Biological characteristics and translational research of dental stem cells.
- Author:
Qianmin OU
1
;
Zhengshi LI
1
;
Luhan NIU
1
;
Qianhui REN
1
;
Xinyu LIU
1
;
Xueli MAO
1
;
Songtao SHI
1
Author Information
1. South China Center of Craniofacial Stem Cell Research, Hospital of Stomatology, Guanghua School of Stomatology, Sun Yatsen University & Guangdong Provincial Key Laboratory of Stomatology, Guangzhou 510055, China.
- Publication Type:English Abstract
- Keywords:
Dental stem cells;
Extracellular vesicles;
Immunomodulation;
Periodontal restoration;
Pulp regeneration
- MeSH:
Humans;
Dental Pulp/cytology*;
Translational Research, Biomedical;
Mesenchymal Stem Cells/cytology*;
Periodontal Ligament/cytology*;
Stem Cells/cytology*;
Regeneration;
Tooth, Deciduous/cytology*;
Cell Differentiation;
Tissue Engineering/methods*;
Regenerative Medicine
- From:
Journal of Peking University(Health Sciences)
2025;57(5):827-835
- CountryChina
- Language:Chinese
-
Abstract:
Dental stem cells (DSCs), a distinct subset of mesenchymal stem cells (MSCs), are isolated from dental tissues, such as dental pulp, exfoliated deciduous teeth, periodontal ligament, and apical papilla.
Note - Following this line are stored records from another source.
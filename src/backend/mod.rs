//! Native services behind the bridge traits.
//!
//! With the `ffmpeg` feature the bridges run on FFmpeg. Without it every
//! service reports `Unsupported`, so the C entry points still link and fail
//! cleanly.

use crate::bridge::{AudioConverterBackend, CaptureBackend, VideoDecoderBackend};

#[cfg(feature = "ffmpeg")]
mod ffmpeg;
#[cfg(not(feature = "ffmpeg"))]
mod unavailable;

#[cfg(feature = "ffmpeg")]
static NATIVE: ffmpeg::FFmpeg = ffmpeg::FFmpeg;
#[cfg(not(feature = "ffmpeg"))]
static NATIVE: unavailable::Unavailable = unavailable::Unavailable;

/// AAC to PCM conversion
pub fn audio() -> &'static dyn AudioConverterBackend {
    &NATIVE
}

/// Camera capture devices
pub fn capture() -> &'static dyn CaptureBackend {
    &NATIVE
}

/// H.264 decode sessions
pub fn video() -> &'static dyn VideoDecoderBackend {
    &NATIVE
}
They have emerged as a promising source of stem cell therapy for tissue regeneration and autoimmune disorders. The main types of DSCs include dental pulp stem cells (DPSCs), stem cells from human exfoliated deciduous teeth (SHED), periodontal ligament stem cells (PDLSCs), and stem cells from apical papilla (SCAP). Each type exhibits distinct advantages: easy access via minimally invasive procedures, multi-lineage differentiation potential, and excellent ethical acceptability. DSCs have demonstrated outstanding clinical efficacy in oral and maxillofacial regeneration, and their long-term safety has been verified. In oral tissue regeneration, DSCs are highly effective in oral tissue regeneration for critical applications such as the restoration of dental pulp vitality and periodontal tissue repair. A defining advantage of DSCs lies in their ability to integrate with host tissues and promote physiological regeneration, which render them a better option for oral tissue regenerative therapies. Beyond oral applications, DSCs also exhibit promising potential in the treatment of systemic diseases, including type Ⅱ diabetes and autoimmune diseases due to their immunomodulatory effects. Moreover, extracellular vesicles (EVs) derived from DSCs act as critical mediators for DSCs' paracrine functions. Possessing regulatory properties similar to their parental cells, EVs are extensively utilized in research targeting tissue repair, immunomodulation, and regenerative therapy-offering a "cell-free" strategy to mitigate the limitations associated with cell-based therapies. Despite these advancements, standardizing large-scale manufacturing, maintaining strict quality control, and clarifying the molecular mechanisms underlying the interaction of DSCs and their EVs with recipient tissues remain major obstacles to the clinical translation of these treatments into broad clinical use. Addressing these barriers will be critical to enhancing their clinical applicability and therapeutic efficacy. In conclusion, DSCs and their EVs represent a transformative approach in regenerative medicine, and increasing clinical evidence supports their application in oral and systemic diseases. Continuous innovation remains essential to unlocking the widespread clinical potential of DSCs.